Isolation Fault is jargon used on Zero Motorcycles systems to indicate a fault in some part of the system to isolate some HV electrical circuit from ground.
- It can also mean the more specific condition where an attempt to locate the fault failed, an attempt to isolate the cause to a component or sub-circuit.
- BMS isolation faults are indicated by a combination of codes 20, 28, and 29.
- On some part of the power system connected to the BMS at that moment, there is insufficient isolation (insulation) from ground.
- This can include anything on the 116V power cabling "bus".
- This is usually not a short, but can mean an imbalance that could compromise the bike's performance or safety.
- If left unattended to, it could deteriorate to a serious problem; in-build protections should shut down the bike prior to damage but this itself would be unsafe happening while riding.
- If the BMS reports a specific voltage in the logs with the isolation code, it means that a specific cell (the combined parallel cells at a particular level in the 28-cell series) has poor isolation to ground, roughly computable as "3.7V ⨉ N = logged voltage".
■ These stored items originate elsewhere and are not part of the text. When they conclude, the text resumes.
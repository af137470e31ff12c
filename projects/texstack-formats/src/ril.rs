//! The native RIL container.
//!
//! Little-endian wire layout:
//!
//! ```text
//! +---------------------+ byte 0
//! | tag[4] = "RIL_"     |
//! | u32 version         |  currently 1
//! +---------------------+ 8
//! | header (36 bytes)   |
//! |   u32 header_size   |  = RIL_HEADER_SIZE
//! |   u32 plane_size    |  = RIL_PLANE_DESC_SIZE
//! |   u32 first_plane   |  = RIL_FIRST_PLANE_OFFSET
//! |   u32 array_length  |
//! |   u32 faces         |
//! |   u32 levels        |
//! |   u32 alignment     |
//! |   u64 size          |  total pixel bytes
//! +---------------------+ 44
//! | plane desc × N      |  N = array_length × faces × levels
//! +---------------------+
//! | pixel blob          |
//! +---------------------+
//! ```
//!
//! The header records its own layout sizes; a reader rejects any file
//! whose sizes differ from the compiled-in constants, so the wire
//! format is versioned by struct identity as well as by `version`.

use crate::error::{FormatError, FormatResult};
use alloc::vec;
use alloc::vec::Vec;
use endian_writer::{EndianReader, EndianWriter, LittleEndianReader, LittleEndianWriter};
use texstack::{Extent3D, Image, ImageDesc, ImageError, ImageView, PixelFormat, PlaneDesc};

/// File tag, followed by the format version.
pub const RIL_TAG: [u8; 4] = *b"RIL_";
/// Current wire format version.
pub const RIL_VERSION: u32 = 1;
/// Bytes in the fixed header after tag and version.
pub const RIL_HEADER_SIZE: u32 = 36;
/// Bytes per serialized plane descriptor (ten `u32` fields).
pub const RIL_PLANE_DESC_SIZE: u32 = 40;
/// Offset of the first plane descriptor from the start of the file.
pub const RIL_FIRST_PLANE_OFFSET: u32 = 8 + RIL_HEADER_SIZE;

/// True when `data` starts with the RIL tag.
pub fn is_ril(data: &[u8]) -> bool {
    data.len() >= 4 && data[..4] == RIL_TAG
}

/// Decodes a RIL file into an image.
pub fn decode(data: &[u8]) -> FormatResult<Image> {
    if !is_ril(data) {
        return Err(FormatError::UnsupportedFileFormat);
    }
    if data.len() < RIL_FIRST_PLANE_OFFSET as usize {
        return Err(FormatError::CorruptFile("truncated RIL header"));
    }
    // SAFETY: bounds checked above; all offsets below stay inside
    // RIL_FIRST_PLANE_OFFSET.
    let mut reader = unsafe { LittleEndianReader::new(data.as_ptr()) };
    let version = unsafe { reader.read_u32_at(4) };
    if version != RIL_VERSION {
        return Err(FormatError::UnsupportedFileFormat);
    }
    let header_size = unsafe { reader.read_u32_at(8) };
    let plane_desc_size = unsafe { reader.read_u32_at(12) };
    let first_plane = unsafe { reader.read_u32_at(16) };
    if header_size != RIL_HEADER_SIZE
        || plane_desc_size != RIL_PLANE_DESC_SIZE
        || first_plane != RIL_FIRST_PLANE_OFFSET
    {
        return Err(FormatError::CorruptFile("unexpected RIL struct sizes"));
    }
    let array_length = unsafe { reader.read_u32_at(20) };
    let faces = unsafe { reader.read_u32_at(24) };
    let levels = unsafe { reader.read_u32_at(28) };
    let alignment = unsafe { reader.read_u32_at(32) };
    let size =
        unsafe { reader.read_u32_at(36) as u64 | (reader.read_u32_at(40) as u64) << 32 };

    let plane_count = array_length as usize * faces as usize * levels as usize;
    let planes_end = RIL_FIRST_PLANE_OFFSET as usize
        + plane_count
            .checked_mul(RIL_PLANE_DESC_SIZE as usize)
            .ok_or(FormatError::CorruptFile("plane table overflow"))?;
    if data.len() < planes_end {
        return Err(FormatError::CorruptFile("truncated RIL plane table"));
    }

    let mut planes = Vec::with_capacity(plane_count);
    for i in 0..plane_count {
        let base = (RIL_FIRST_PLANE_OFFSET as usize + i * RIL_PLANE_DESC_SIZE as usize) as isize;
        // SAFETY: the whole record is inside planes_end.
        let plane = unsafe {
            PlaneDesc {
                format: PixelFormat::from_u32(reader.read_u32_at(base)),
                extent: Extent3D::new(
                    reader.read_u32_at(base + 4),
                    reader.read_u32_at(base + 8),
                    reader.read_u32_at(base + 12),
                ),
                step: reader.read_u32_at(base + 16),
                pitch: reader.read_u32_at(base + 20),
                slice: reader.read_u32_at(base + 24),
                size: reader.read_u32_at(base + 28),
                offset: reader.read_u32_at(base + 32),
                alignment: reader.read_u32_at(base + 36),
            }
        };
        planes.push(plane);
    }

    let desc = ImageDesc {
        planes,
        array_length,
        faces,
        levels,
        alignment,
        size,
    };
    if !desc.valid() {
        return Err(FormatError::CorruptFile("RIL descriptor failed validation"));
    }

    let blob = &data[planes_end..];
    if (blob.len() as u64) < size {
        return Err(FormatError::CorruptFile("truncated RIL pixel blob"));
    }
    let mut image = Image::new(desc)?;
    image.data_mut().copy_from_slice(&blob[..size as usize]);
    Ok(image)
}

/// Encodes an image into a RIL byte vector. Pixel bytes are stored
/// verbatim.
pub fn encode(view: ImageView<'_>) -> FormatResult<Vec<u8>> {
    let desc = view.desc;
    if desc.empty() || !desc.valid() {
        return Err(ImageError::InvalidDescriptor("cannot encode an invalid image").into());
    }
    if (view.data.len() as u64) < desc.size {
        return Err(ImageError::BufferTooSmall {
            required: desc.size as usize,
            actual: view.data.len(),
        }
        .into());
    }

    let planes_end =
        RIL_FIRST_PLANE_OFFSET as usize + desc.planes.len() * RIL_PLANE_DESC_SIZE as usize;
    let mut out = vec![0u8; planes_end + desc.size as usize];
    out[..4].copy_from_slice(&RIL_TAG);
    // SAFETY: `out` covers every offset written below.
    let mut writer = unsafe { LittleEndianWriter::new(out.as_mut_ptr()) };
    unsafe {
        writer.write_u32_at(RIL_VERSION, 4);
        writer.write_u32_at(RIL_HEADER_SIZE, 8);
        writer.write_u32_at(RIL_PLANE_DESC_SIZE, 12);
        writer.write_u32_at(RIL_FIRST_PLANE_OFFSET, 16);
        writer.write_u32_at(desc.array_length, 20);
        writer.write_u32_at(desc.faces, 24);
        writer.write_u32_at(desc.levels, 28);
        writer.write_u32_at(desc.alignment, 32);
        writer.write_u32_at(desc.size as u32, 36);
        writer.write_u32_at((desc.size >> 32) as u32, 40);
        for (i, plane) in desc.planes.iter().enumerate() {
            let base =
                (RIL_FIRST_PLANE_OFFSET as usize + i * RIL_PLANE_DESC_SIZE as usize) as isize;
            writer.write_u32_at(plane.format.to_u32(), base);
            writer.write_u32_at(plane.extent.w, base + 4);
            writer.write_u32_at(plane.extent.h, base + 8);
            writer.write_u32_at(plane.extent.d, base + 12);
            writer.write_u32_at(plane.step, base + 16);
            writer.write_u32_at(plane.pitch, base + 20);
            writer.write_u32_at(plane.slice, base + 24);
            writer.write_u32_at(plane.size, base + 28);
            writer.write_u32_at(plane.offset, base + 32);
            writer.write_u32_at(plane.alignment, base + 36);
        }
    }
    out[planes_end..].copy_from_slice(&view.data[..desc.size as usize]);
    Ok(out)
}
- Possible Aggravating Conditions
- Damp weather
- Dust or mud ingress
- Disconnect anything attached to the Accessory Charging Port.
- If the condition clears, check the attached equipment (chargers and cabling) for grounding isolation.
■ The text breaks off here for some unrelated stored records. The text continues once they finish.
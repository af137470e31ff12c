//! Error types for container encode/decode and save dispatch.

use texstack::ImageError;
use thiserror::Error;

/// Result type for codec operations.
pub type FormatResult<T> = Result<T, FormatError>;

/// Errors raised by the container codecs and the save/load dispatch.
#[derive(Debug, Error)]
pub enum FormatError {
    /// No codec recognized the input, the save path has no known
    /// extension, or a raster-only input arrived without a raster codec.
    #[error("unsupported file format")]
    UnsupportedFileFormat,

    /// A container header failed a structural check or the pixel blob
    /// is truncated.
    #[error("corrupt file: {0}")]
    CorruptFile(&'static str),

    /// The requested operation is reserved but not implemented.
    #[error("not implemented: {0}")]
    NotImplemented(&'static str),

    /// A raster target (PNG/JPG/BMP) cannot represent this image.
    #[error("image not representable in a raster format: {0}")]
    UnsupportedForRaster(&'static str),

    /// The host raster codec reported a failure.
    #[error("raster codec error: {0}")]
    RasterCodec(&'static str),

    /// An image-level operation failed.
    #[error(transparent)]
    Image(#[from] ImageError),

    /// Stream or file I/O failed.
    #[cfg(feature = "std")]
    #[error("I/O error: {0}")]
    Io(#[from] std::io::Error),
}
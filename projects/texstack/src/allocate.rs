//! Helper methods around memory allocation.
//!
//! All pixel storage in this crate goes through a single aligned
//! allocator pair so that buffers handed to SIMD-friendly consumers meet
//! their alignment requirements.

use core::alloc::{Layout, LayoutError};
use safe_allocator_api::allocator_api::*;
use safe_allocator_api::RawAlloc;
use thiserror::Error;

/// Allocates `num_bytes` bytes aligned to `alignment`.
///
/// `alignment` must be a power of two. The allocation is freed with the
/// matching aligned deallocator when the returned [`RawAlloc`] drops.
pub fn allocate_aligned(alignment: usize, num_bytes: usize) -> Result<RawAlloc, AllocateError> {
    let layout = Layout::from_size_align(num_bytes, alignment)?;
    Ok(RawAlloc::new(layout)?)
}

/// An error that happened in memory allocation within the library.
#[derive(Debug, Clone, PartialEq, Eq, Error)]
pub enum AllocateError {
    #[error("invalid layout: alignment must be a power of two and the size must not overflow. {0}")]
    LayoutError(#[from] LayoutError),

    #[error(transparent)]
    AllocationFailed(#[from] AllocError),
}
- Key the bike off and on slowly, waiting after each transition to see whether the condition clears.
- If the error occurs without or before the contactor is shut, then the fault is within the battery and might be due to moisture or dust entering the front of the battery faceplate where the BMS is.
- If the error clears after opening the contactor, then the fault is likely downstream of the contactor, including the Accessory Charging Port signal pins, the Sevcon controller, Sevcon DC-DC 110V->12V converter, and the MBB and DC-DC connections.
- Check for moisture on the Accessory Charging Port signal pins and attempt to dry them as necessary.
- After everything dries out and/or the isolation fault has disappeared apply dielectric grease to all connections that would be vulnerable to water ingres (under the seat, 12V connectors, etc)
- Controller Hypothesis
- Reference: via DoctorBass
- It might be the Sevcon Motor controller that is defective.
- The codes are related to BMS isolation fault - as an interpretation of a voltage present relative to the frame.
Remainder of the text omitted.